Essa referência à Inglaterra, nessa conversa do personagem Marmieládov com Raskólnikov, é importante, porque, historicamente, a partir de seu nascedouro na Inglaterra, o capitalismo se espalhou pelo mundo eliminando todos os demais modos de produção (DEÁK, 2013).
Mas, apesar de a Rússia estar presente na Europa, a sociedade russa ainda era semi-feudal e o choque do capitalismo ainda estava se tornando atual. As obras de Dostoiévski retratam uma sociedade imponente, que segue as regras do capitalismo que venceu a “mãe Rússia”. A obra Crime e castigo eclode em reação à chegada do capitalismo ao seio de uma sociedade russa à beira da impulsão.
Outra questão que entra em jogo no diálogo do personagem Marmieládov é que, ainda, a compaixão é proibida até pela ciência. Percebemos aí o racionalismo se tornando presente e consequentemente o Iluminismo se apresentando na Rússia. A ideia é que a compaixão se afasta da ciência, onde esta procurava ser neutra e impessoal. A razão (ciência) era, portanto, o único guia da sabedoria capaz de esclarecer qualquer problema, “assim a ciência se destacaria como detentora e promotora da construção dos saberes” (MELLO; DONATO, 2011, p. 263).
Como conseqüência disso, ou seja, da ciência como uma verdade, também possibilitou ao homem a compreensão e o domínio da natureza (BASSANI; VAZ, 2011).
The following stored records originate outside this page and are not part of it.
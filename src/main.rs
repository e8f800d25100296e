mod ble;
mod error;

use anyhow::{Context, Result, bail};
use clap::{Parser, Subcommand, ValueEnum};
use clap_verbosity_flag::{InfoLevel, Verbosity};
use hrwatch_lib::reader::{ReadPhase, TransferObserver};
use hrwatch_lib::request::{self, Alarm, MusicInfo, NotificationType};
use hrwatch_lib::{
    AuthError, FileHandle, FileTransferError, KnownFile, SessionConfig, SessionKey, StaticKeyStore, Watch,
};
use std::fs::File;
use std::path::{Path, PathBuf};
use std::process;
use std::sync::Arc;
use std::time::Duration;
use tracing::{debug, error, info};
use tracing_appender::non_blocking::WorkerGuard;
use tracing_subscriber::{EnvFilter, layer::SubscriberExt, util::SubscriberInitExt};

use crate::ble::BleTransport;

/// Client for hybrid smartwatches: authenticate and pull files over BLE.
#[derive(Parser, Debug)]
#[command(author, version, about, long_about = None)]
struct Cli {
    /// Watch name or address; defaults to the first device advertising the watch service
    #[arg(short, long, global = true)]
    address: Option<String>,
    /// Secret key of the watch as 32 hex characters
    #[arg(short, long, global = true)]
    key: Option<String>,
    /// JSON file with session timeouts
    #[arg(short, long, global = true)]
    config: Option<PathBuf>,
    /// How long to scan for devices, in seconds
    #[arg(long, default_value_t = 5, global = true)]
    scan_secs: u64,
    /// Optional path to a file to write logs to, in addition to the console.
    #[arg(short, long, global = true)]
    log_file: Option<PathBuf>,
    #[command(flatten)]
    verbose: Verbosity<InfoLevel>,
    #[command(subcommand)]
    command: Command,
}

#[derive(Subcommand, Debug)]
enum Command {
    /// List nearby BLE devices
    Scan,
    /// Connect and run the authentication handshake
    Auth,
    /// Fetch a file by catalog name (e.g. activity_file) or hex handle (0x0100)
    Fetch {
        handle: FileHandle,
        /// The file is not encrypted; skip authentication
        #[arg(long)]
        plain: bool,
        /// Write the file here instead of hex-dumping it
        #[arg(short, long)]
        out: Option<PathBuf>,
    },
    /// Print the known file handles
    Files,
    /// Print a request payload as hex without connecting
    Encode {
        #[command(subcommand)]
        payload: Payload,
    },
}

#[derive(Subcommand, Debug)]
enum Payload {
    Notification {
        #[arg(long, value_enum, default_value_t = Kind::Notification)]
        kind: Kind,
        #[arg(long, default_value = "")]
        title: String,
        #[arg(long, default_value = "")]
        sender: String,
        #[arg(long, default_value = "")]
        message: String,
        /// Package name of the originating app
        #[arg(long, default_value = "generic")]
        package: String,
        #[arg(long, default_value_t = 1)]
        id: u32,
    },
    Alarm {
        hour: u8,
        minute: u8,
        /// Weekday mask, bit 0 = Sunday
        #[arg(long, default_value_t = 0x7F)]
        days: u8,
        #[arg(long)]
        repeat: bool,
        #[arg(long, default_value = "")]
        label: String,
        #[arg(long, default_value = "")]
        message: String,
    },
    Music {
        #[arg(long, default_value = "")]
        title: String,
        #[arg(long, default_value = "")]
        artist: String,
        #[arg(long, default_value = "")]
        album: String,
        #[arg(long, default_value_t = 0)]
        revision: u8,
    },
}

#[derive(ValueEnum, Clone, Copy, Debug)]
enum Kind {
    IncomingCall,
    Text,
    Notification,
    Email,
    Calendar,
    MissedCall,
    Dismiss,
}

impl From<Kind> for NotificationType {
    fn from(kind: Kind) -> Self {
        match kind {
            Kind::IncomingCall => NotificationType::IncomingCall,
            Kind::Text => NotificationType::Text,
            Kind::Notification => NotificationType::Notification,
            Kind::Email => NotificationType::Email,
            Kind::Calendar => NotificationType::Calendar,
            Kind::MissedCall => NotificationType::MissedCall,
            Kind::Dismiss => NotificationType::Dismiss,
        }
    }
}

/// Logs phase changes and progress of a fetch
struct LogProgress;

impl TransferObserver for LogProgress {
    fn on_phase(&self, phase: ReadPhase) {
        debug!("Transfer phase: {}", phase);
    }

    fn on_progress(&self, received: usize, total: u32) {
        if total > 0 {
            info!("{}/{} bytes ({}%)", received, total, received * 100 / total as usize);
        }
    }
}

/// Stderr logging at the `-v`/`-q` level (RUST_LOG wins), mirrored to `log_file` without colours
fn init_tracing(verbosity: &Verbosity<InfoLevel>, log_file: Option<&Path>) -> Result<Option<WorkerGuard>> {
    let filter = EnvFilter::builder()
        .with_default_directive(verbosity.tracing_level_filter().into())
        .from_env_lossy();
    let stderr = tracing_subscriber::fmt::layer()
        .with_writer(std::io::stderr)
        .with_target(false)
        .without_time();

    let mut guard = None;
    let mirror = log_file
        .map(|path| -> Result<_> {
            let file = File::create(path).with_context(|| format!("Cannot create log file {}", path.display()))?;
            let (writer, worker) = tracing_appender::non_blocking(file);
            guard = Some(worker);
            Ok(tracing_subscriber::fmt::layer().with_writer(writer).with_ansi(false))
        })
        .transpose()?;

    tracing_subscriber::registry()
        .with(filter)
        .with(stderr)
        .with(mirror)
        .init();
    Ok(guard)
}

#[tokio::main]
async fn main() -> Result<()> {
    let cli = Cli::parse();
    let _guard = init_tracing(&cli.verbose, cli.log_file.as_deref())?;

    if let Err(e) = run(cli).await {
        match hint(&e) {
            Some(hint) => error!("{:#} (try: {})", e, hint),
            None => error!("{:#}", e),
        }
        process::exit(1);
    }

    Ok(())
}

/// Remediation for protocol failures anywhere in the error chain
fn hint(e: &anyhow::Error) -> Option<String> {
    e.chain().find_map(|cause| {
        if let Some(e) = cause.downcast_ref::<FileTransferError>() {
            Some(e.remediation().to_string())
        } else {
            cause.downcast_ref::<AuthError>().map(|e| e.remediation().to_string())
        }
    })
}

async fn run(cli: Cli) -> Result<()> {
    let config = match &cli.config {
        Some(path) => SessionConfig::load(path).with_context(|| format!("Failed to load config {:?}", path))?,
        None => SessionConfig::default(),
    };
    let scan_time = Duration::from_secs(cli.scan_secs);

    match cli.command {
        Command::Scan => {
            info!("Scanning for {} s...", cli.scan_secs);
            let devices = ble::scan(scan_time).await?;
            if devices.is_empty() {
                info!("No devices found.");
            }
            for device in devices {
                println!(
                    "{}  {:<24} rssi {:>4}{}",
                    device.address,
                    device.name,
                    device.rssi.map(|r| r.to_string()).unwrap_or_else(|| "?".to_string()),
                    if device.is_watch { "  [watch]" } else { "" }
                );
            }
        }
        Command::Files => {
            for file in KnownFile::ALL {
                println!("0x{:04X}  {}", u16::from(file), file);
            }
        }
        Command::Encode { payload } => {
            println!("{}", hex::encode(encode(payload)));
        }
        Command::Auth => {
            let key = parse_key(cli.key.as_deref())?;
            let (transport, watch) = connect(cli.address.as_deref(), scan_time, Some(key), config).await?;
            let result = watch.authenticate().await;
            transport.disconnect().await?;
            result.context("Authentication failed")?;
            println!("Authenticated");
        }
        Command::Fetch { handle, plain, out } => {
            let key = if plain {
                cli.key.as_deref().map(SessionKey::from_hex).transpose()?
            } else {
                Some(parse_key(cli.key.as_deref())?)
            };
            let (transport, watch) = connect(cli.address.as_deref(), scan_time, key, config).await?;
            let result = fetch(&watch, handle, plain).await;
            transport.disconnect().await?;
            let file = result?;

            match out {
                Some(path) => {
                    std::fs::write(&path, &file).with_context(|| format!("Failed to write {:?}", path))?;
                    info!("Wrote {} bytes to {:?}", file.len(), path);
                }
                None => {
                    for (i, chunk) in file.chunks(16).enumerate() {
                        println!("{:08x}  {}", i * 16, hex::encode(chunk));
                    }
                }
            }
        }
    }
    Ok(())
}

fn parse_key(key: Option<&str>) -> Result<SessionKey> {
    let Some(key) = key else {
        bail!("A secret key is required (--key <32 hex chars>)");
    };
    SessionKey::from_hex(key).context("Invalid key")
}

async fn connect(
    target: Option<&str>,
    scan_time: Duration,
    key: Option<SessionKey>,
    config: SessionConfig,
) -> Result<(Arc<BleTransport>, Watch)> {
    let peripheral = ble::find_watch(target, scan_time).await?;
    let transport = Arc::new(BleTransport::connect(peripheral).await?);
    let keys = match key {
        Some(key) => StaticKeyStore::new(key),
        None => StaticKeyStore::empty(),
    };
    let watch = Watch::new(transport.clone(), Arc::new(keys), config).with_observer(Arc::new(LogProgress));
    Ok((transport, watch))
}

async fn fetch(watch: &Watch, handle: FileHandle, plain: bool) -> Result<bytes::Bytes> {
    if plain {
        return Ok(watch.fetch_file(handle).await?);
    }
    watch.authenticate().await.context("Authentication failed")?;
    watch
        .fetch_encrypted_file(handle)
        .await
        .with_context(|| format!("Fetching {} failed", handle))
}

fn encode(payload: Payload) -> bytes::Bytes {
    match payload {
        Payload::Notification {
            kind,
            title,
            sender,
            message,
            package,
            id,
        } => request::play_notification(&request::Notification {
            kind: kind.into(),
            flags: 0x02,
            message_id: id,
            package_crc: request::package_crc(&package),
            title,
            sender,
            message,
        }),
        Payload::Alarm {
            hour,
            minute,
            days,
            repeat,
            label,
            message,
        } => request::alarms(&[Alarm {
            hour,
            minute,
            days,
            repeat,
            label,
            message,
        }]),
        Payload::Music {
            title,
            artist,
            album,
            revision,
        } => request::music_info(&MusicInfo {
            revision,
            title,
            artist,
            album,
        }),
    }
}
Isso é resultado também do antropocentrismo e do individualismo renascentistas, que incentivaram a investigação científica, que levaram à gradativa separação entre o campo da fé (religião) e o da razão (ciência), determinando profundas transformações no modo de pensar, sentir e agir do homem (CENCI; ROESLER; PROSSER, 2013).
Lembramos também que “o Iluminismo encontrou maior força e recepção aos seus princípios na França – palco de problemas econômicos, religiosos, políticos e sociais –, onde influenciaria sobremaneira a Revolução Francesa […]” (MELLO; DONATO, 2011).
John Locke, Voltaire, Jean-Jacques Rousseau e Denis Diderot: livres pensadores iluministas
Portanto, se a inspiração do Iluminismo proveio, em parte, do racionalismo de Descartes, Spinoza e Hobbes, sendo que os verdadeiros inspiradores do movimento foram Newton e Locke (ITUASSU, 2002), e que por sua vez o Iluminismo influenciou a Revolução Francesa (MELLO; DONATO, 2011), tendo como conseqüência uma forma de ciência, que surge como suporte desse processo de racionalização, fornecendo ao pensamento elementos de segurança calcados em valores baseados na abstração, como disseram Mello e Donato (2011), ao se referirem que os paradigmas consolidados em um segundo momento da história, entre os séculos XVII e XVIII, no saber científico, foi consolidada pela Revolução Francesa, demonstrando que o pré-capitalismo determinou a função sobre a ciência (a tentativa de dominar a natureza / a matéria prima / a Revolução Industrial ocorrendo antes e quase que paralelamente a Francesa).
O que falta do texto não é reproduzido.